The excellent but inhuman move 37 reminds me of the superintelligent AIs imagined by Nick Bostrom in Superintelligence (2014), way smarter than us but with consciousness, values and goals radically different from ours. Nick’s superintelligent Paperclip Machine is totally focused, for its own inscrutable reasons that we wouldn’t be able to understand, on filling the universe with paperclips, and may choose to convert the whole mass of the Earth (including people) to paperclips. You and I are not interesting or relevant to The Paperclip Machine’s incomprehensibly strange consciousness, just some useless matter that stands in the way.
I don’t presently fear The Paperclip Machine that much, because I suspect radical breakthroughs toward real thinking machines will happen much slower than hoped by AI enthusiasts, and could require radically new hardware substrates and system software.
But radical breakthroughs will be developed someday.

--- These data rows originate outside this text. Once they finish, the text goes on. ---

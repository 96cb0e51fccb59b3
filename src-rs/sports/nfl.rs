//! NFL tools: weekly schedule, game lookup, per-game statistics and rosters,
//! and team season statistics.

use std::sync::Arc;
use std::time::Duration;

use async_trait::async_trait;
use chrono::{DateTime, NaiveDate};
use serde::{Deserialize, Serialize};
use serde_json::Value;

use super::cache::ResponseCache;
use super::client::{arg_i64, arg_id, arg_str, fetch_cached, League, SportsFeed};
use super::types::{summarize_games, GameSummary, TeamRef};
use crate::error::{ClientError, ToolError};
use crate::tools::{InputSchema, ParamKind, ToolAdapter, ToolDefinition, ToolRegistry};

pub const CURRENT_WEEK_SCHEDULE: &str = "get_current_week_schedule";
pub const FIND_GAME: &str = "find_game_by_teams_and_date";
pub const GAME_STATISTICS: &str = "get_game_statistics";
pub const GAME_ROSTER: &str = "get_game_roster";
pub const TEAM_SEASON_STATS: &str = "get_team_season_stats";

const CURRENT_WEEK_ENDPOINT: &str = "games/current_week/schedule.json";
const CURRENT_WEEK_TTL: Duration = Duration::from_secs(24 * 3600);

/// (full name, abbreviation, Sportradar team id)
static NFL_TEAMS: [(&str, &str, &str); 32] = [
    ("Arizona Cardinals", "ARI", "de760528-1dc0-416a-a978-b510d20692ff"),
    ("Atlanta Falcons", "ATL", "e6aa13a4-0055-48a9-bc41-be28dc106929"),
    ("Baltimore Ravens", "BAL", "ebd87119-b331-4469-9ea6-d51fe3ce2f1c"),
    ("Buffalo Bills", "BUF", "768c92aa-75ff-4a43-bcc0-f2798c2e1724"),
    ("Carolina Panthers", "CAR", "f14bf5cc-9a82-4a38-bc15-d39f75ed5314"),
    ("Chicago Bears", "CHI", "7b112545-38e6-483c-a55c-96cf6ee49cb8"),
    ("Cincinnati Bengals", "CIN", "ad4ae08f-d808-42d5-a1e6-e9bc4e34d123"),
    ("Cleveland Browns", "CLE", "d5a2eb42-8065-4174-ab79-0a6fa820e35e"),
    ("Dallas Cowboys", "DAL", "e627eec7-bbae-4fa4-8e73-8e1d6bc5c060"),
    ("Denver Broncos", "DEN", "ce92bd47-93d5-4fe9-ada4-0fc681e6caa0"),
    ("Detroit Lions", "DET", "c5a59daa-53a7-4de0-851f-fb12be893e9e"),
    ("Green Bay Packers", "GB", "a20471b4-a8d9-40c7-95ad-90cc30e46932"),
    ("Houston Texans", "HOU", "82d2d380-3834-4938-835f-aec541e5ece7"),
    ("Indianapolis Colts", "IND", "82cf9565-6eb9-4f01-bdbd-5aa0d472fcd9"),
    ("Jacksonville Jaguars", "JAX", "f7ddd7fa-0bae-4f90-bc8e-669e4d6cf2de"),
    ("Kansas City Chiefs", "KC", "6680d28d-d4d2-49f6-aace-5292d3ec02c2"),
    ("Las Vegas Raiders", "LV", "7d4fcc64-9cb5-4d1b-8e75-8a906d1e1576"),
    ("Los Angeles Chargers", "LAC", "1f6dcffb-9823-43cd-9ff4-e7a8466749b5"),
    ("Los Angeles Rams", "LAR", "2eff2a03-54d4-46ba-890e-2bc3925548f3"),
    ("Miami Dolphins", "MIA", "4809ecb0-abd3-451d-9c4a-92a90b83ca06"),
    ("Minnesota Vikings", "MIN", "33405046-04ee-4058-a950-d606f8c30852"),
    ("New England Patriots", "NE", "97354895-8c77-4fd4-a860-32e62ea7382a"),
    ("New Orleans Saints", "NO", "0d855753-ea21-4953-89f9-0e20aff9eb73"),
    ("New York Giants", "NYG", "04aa1c9d-66da-489d-b16a-1dee3f2eec4d"),
    ("New York Jets", "NYJ", "5fee86ae-74ab-4bdd-8416-42a9dd9964f3"),
    ("Philadelphia Eagles", "PHI", "386bdbf9-9eea-4869-bb9a-274b0bc66e80"),
    ("Pittsburgh Steelers", "PIT", "cb2f9f1f-ac67-424e-9e72-1475cb0ed398"),
    ("San Francisco 49ers", "SF", "f0e724b0-4cbf-495a-be47-013907608da9"),
    ("Seattle Seahawks", "SEA", "3d08af9e-c767-4f88-a7dc-b920c6d2b4a8"),
    ("Tampa Bay Buccaneers", "TB", "4254d319-1bc7-4f81-b4ab-b5e6f3402b69"),
    ("Tennessee Titans", "TEN", "d26a1ca5-722d-4274-8f97-c92e49c96315"),
    ("Washington Commanders", "WAS", "22052ff7-c065-42ee-bc8f-c4691c50e624"),
];

fn mascot(full_name: &str) -> &str {
    full_name.rsplit(' ').next().unwrap_or(full_name)
}

fn find_team(query: &str) -> Option<&'static (&'static str, &'static str, &'static str)> {
    let q = query.trim();
    NFL_TEAMS.iter().find(|(name, abbr, _)| {
        name.eq_ignore_ascii_case(q) || abbr.eq_ignore_ascii_case(q) || mascot(name).eq_ignore_ascii_case(q)
    })
}

fn looks_like_uuid(s: &str) -> bool {
    let groups: Vec<&str> = s.split('-').collect();
    groups.len() == 5
        && groups.iter().map(|g| g.len()).eq([8, 4, 4, 4, 12])
        && groups.iter().all(|g| g.chars().all(|c| c.is_ascii_hexdigit()))
}

/// Full name, mascot or abbreviation (any case), or a raw team UUID.
pub fn resolve_team_id(identifier: &str) -> Option<String> {
    if let Some((_, _, id)) = find_team(identifier) {
        return Some(id.to_string());
    }
    let trimmed = identifier.trim();
    looks_like_uuid(trimmed).then(|| trimmed.to_lowercase())
}

/// Result of `find_game_by_teams_and_date`; `game_id` is the only source of
/// identifiers for the per-game NFL tools.
#[derive(Clone, Debug, Serialize, Deserialize)]
pub struct GameLookup {
    pub status: String,
    #[serde(skip_serializing_if = "Option::is_none")]
    pub game_id: Option<String>,
    #[serde(skip_serializing_if = "Option::is_none")]
    pub game: Option<GameSummary>,
    #[serde(skip_serializing_if = "Option::is_none")]
    pub message: Option<String>,
}

impl GameLookup {
    fn found(game: GameSummary) -> Self {
        Self {
            status: "ok".to_string(),
            game_id: Some(game.id.clone()),
            game: Some(game),
            message: None,
        }
    }

    fn not_found(team1: &str, team2: &str, date: NaiveDate) -> Self {
        Self {
            status: "not_found".to_string(),
            game_id: None,
            game: None,
            message: Some(format!("No game found between {} and {} on {}.", team1, team2, date)),
        }
    }
}

fn team_matches(query: &str, team: Option<&TeamRef>) -> bool {
    let team = match team {
        Some(team) => team,
        None => return false,
    };
    let q = query.trim().to_lowercase();
    if q.is_empty() {
        return false;
    }
    if team.alias.as_deref().map_or(false, |alias| alias.eq_ignore_ascii_case(&q)) {
        return true;
    }
    let name = team.name.to_lowercase();
    // Known teams compare by full name so short abbreviations ("NE") can't
    // substring-match other names.
    match find_team(&q) {
        Some((full, _, _)) => name.contains(&full.to_lowercase()),
        None => name.contains(&q),
    }
}

fn scheduled_date(game: &GameSummary) -> Option<NaiveDate> {
    let scheduled = game.scheduled.as_deref()?;
    match DateTime::parse_from_rfc3339(scheduled) {
        Ok(dt) => Some(dt.date_naive()),
        Err(_) => scheduled
            .get(..10)
            .and_then(|prefix| NaiveDate::parse_from_str(prefix, "%Y-%m-%d").ok()),
    }
}

/// Matches on the game's local calendar date and on team names in either
/// home/away orientation.
pub fn find_game(games: &[GameSummary], team1: &str, team2: &str, date: NaiveDate) -> GameLookup {
    games
        .iter()
        .filter(|game| scheduled_date(game) == Some(date))
        .find(|game| {
            let home = game.home.as_ref();
            let away = game.away.as_ref();
            (team_matches(team1, home) && team_matches(team2, away))
                || (team_matches(team2, home) && team_matches(team1, away))
        })
        .cloned()
        .map(GameLookup::found)
        .unwrap_or_else(|| GameLookup::not_found(team1, team2, date))
}

/// Current-week games live under `week.games`; older payloads put them at the top.
fn week_games(raw: &Value) -> Vec<GameSummary> {
    let games = raw
        .pointer("/week/games")
        .or_else(|| raw.get("games"));
    summarize_games(games)
}

#[derive(Clone, Copy, Debug)]
enum NflOp {
    CurrentWeek,
    FindGame,
    Statistics,
    Roster,
    SeasonStats,
}

struct NflTool {
    op: NflOp,
    feed: Arc<dyn SportsFeed>,
    cache: Arc<ResponseCache>,
}

impl NflTool {
    async fn current_week(&self) -> Result<Value, ClientError> {
        fetch_cached(
            self.feed.as_ref(),
            &self.cache,
            League::Nfl,
            CURRENT_WEEK_ENDPOINT,
            CURRENT_WEEK_TTL,
        )
        .await
    }
}

#[async_trait]
impl ToolAdapter for NflTool {
    async fn call(&self, args: &Value) -> Result<Value, ClientError> {
        let payload = match self.op {
            NflOp::CurrentWeek => {
                let raw = self.current_week().await?;
                Ok(serde_json::json!({
                    "week": raw.pointer("/week/title").or_else(|| raw.pointer("/week/sequence")),
                    "games": week_games(&raw),
                }))
            }
            NflOp::FindGame => {
                let team1 = arg_str(args, "team1")?;
                let team2 = arg_str(args, "team2")?;
                let date = NaiveDate::parse_from_str(arg_str(args, "date")?, "%Y-%m-%d")
                    .map_err(|_| ClientError::InvalidRequest("date must be YYYY-MM-DD".to_string()))?;
                let raw = self.current_week().await?;
                serde_json::to_value(find_game(&week_games(&raw), team1, team2, date))
            }
            NflOp::Statistics => {
                let id = arg_id(args, "game_id")?;
                return self.feed.fetch(&format!("games/{}/statistics.json", id)).await;
            }
            NflOp::Roster => {
                let id = arg_id(args, "game_id")?;
                return self.feed.fetch(&format!("games/{}/roster.json", id)).await;
            }
            NflOp::SeasonStats => {
                let identifier = arg_str(args, "team_identifier")?;
                let team_id = resolve_team_id(identifier).ok_or_else(|| {
                    ClientError::InvalidRequest(format!("could not find a valid team ID for '{}'", identifier))
                })?;
                let year = arg_i64(args, "season_year")?;
                let season_type = arg_str(args, "season_type")?.to_lowercase();
                let endpoint = format!("seasons/{}/{}/teams/{}/statistics.json", year, season_type, team_id);
                return self.feed.fetch(&endpoint).await;
            }
        };
        payload.map_err(|err| ClientError::Decode(err.to_string()))
    }
}

fn season_types() -> ParamKind {
    ParamKind::Choice(vec!["REG".to_string(), "PRE".to_string(), "PST".to_string()])
}

pub fn register(registry: &ToolRegistry, feed: Arc<dyn SportsFeed>, cache: Arc<ResponseCache>) -> Result<(), ToolError> {
    let game_id = || {
        InputSchema::new().required(
            "game_id",
            ParamKind::Identifier,
            "game_id returned by find_game_by_teams_and_date.",
        )
    };
    let tools = [
        (
            NflOp::CurrentWeek,
            ToolDefinition::new(
                CURRENT_WEEK_SCHEDULE,
                "Fetches the NFL schedule for the current week with teams and kickoff times.",
                InputSchema::new(),
            ),
        ),
        (
            NflOp::FindGame,
            ToolDefinition::new(
                FIND_GAME,
                "Finds an NFL game this week by the two teams and the date. Returns the game_id required by get_game_statistics and get_game_roster.",
                InputSchema::new()
                    .required("team1", ParamKind::Text, "First team, e.g. 'Kansas City Chiefs' or 'KC'.")
                    .required("team2", ParamKind::Text, "Second team, e.g. 'Baltimore Ravens'.")
                    .required("date", ParamKind::Date, "Game date in YYYY-MM-DD format."),
            ),
        ),
        (
            NflOp::Statistics,
            ToolDefinition::new(
                GAME_STATISTICS,
                "Fetches team and player statistics for one NFL game.",
                game_id(),
            ),
        ),
        (
            NflOp::Roster,
            ToolDefinition::new(GAME_ROSTER, "Fetches both teams' rosters for one NFL game.", game_id()),
        ),
        (
            NflOp::SeasonStats,
            ToolDefinition::new(
                TEAM_SEASON_STATS,
                "Fetches season statistics for an NFL team. Accepts a full name, mascot, abbreviation or team UUID.",
                InputSchema::new()
                    .required("team_identifier", ParamKind::Text, "Team name, abbreviation or UUID.")
                    .required(
                        "season_year",
                        ParamKind::Integer { min: 1920, max: 2100 },
                        "Season year, e.g. 2024.",
                    )
                    .required("season_type", season_types(), "REG, PRE or PST."),
            ),
        ),
    ];
    for (op, definition) in tools {
        registry.register(
            definition,
            Arc::new(NflTool {
                op,
                feed: feed.clone(),
                cache: cache.clone(),
            }),
        )?;
    }
    Ok(())
}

In the best case scenario, we will pass our most cherished values – love and compassion for all sentient life – to our superintelligent mind children, survive as their human core, spread to the stars, and become masters of space and time.
But annihilation by The Paperclip Machine or one of its friends remains a possible worst case scenario, so perhaps we should pursue AI breakthroughs as a slow-paced cosmic task, without the reckless urgency that comes from hopeless despair – the despair that comes from knowing that we are going to die and there’s noting we can do (but perhaps superintelligent AIs will think of something smart).
I have argued that religions of hope in personal resurrection – either traditional religions based on the “supernatural” or modern, Cosmist religions based on science, might be our best protection from reckless pursuit of superintelligence and other risky technologies.
Image: The Turk, a fake chess-playing machine constructed in the late 18th century, referenced by Fritz Leiber in “The 64-Square Madhouse.” – Image adapted from Wikimedia Commons.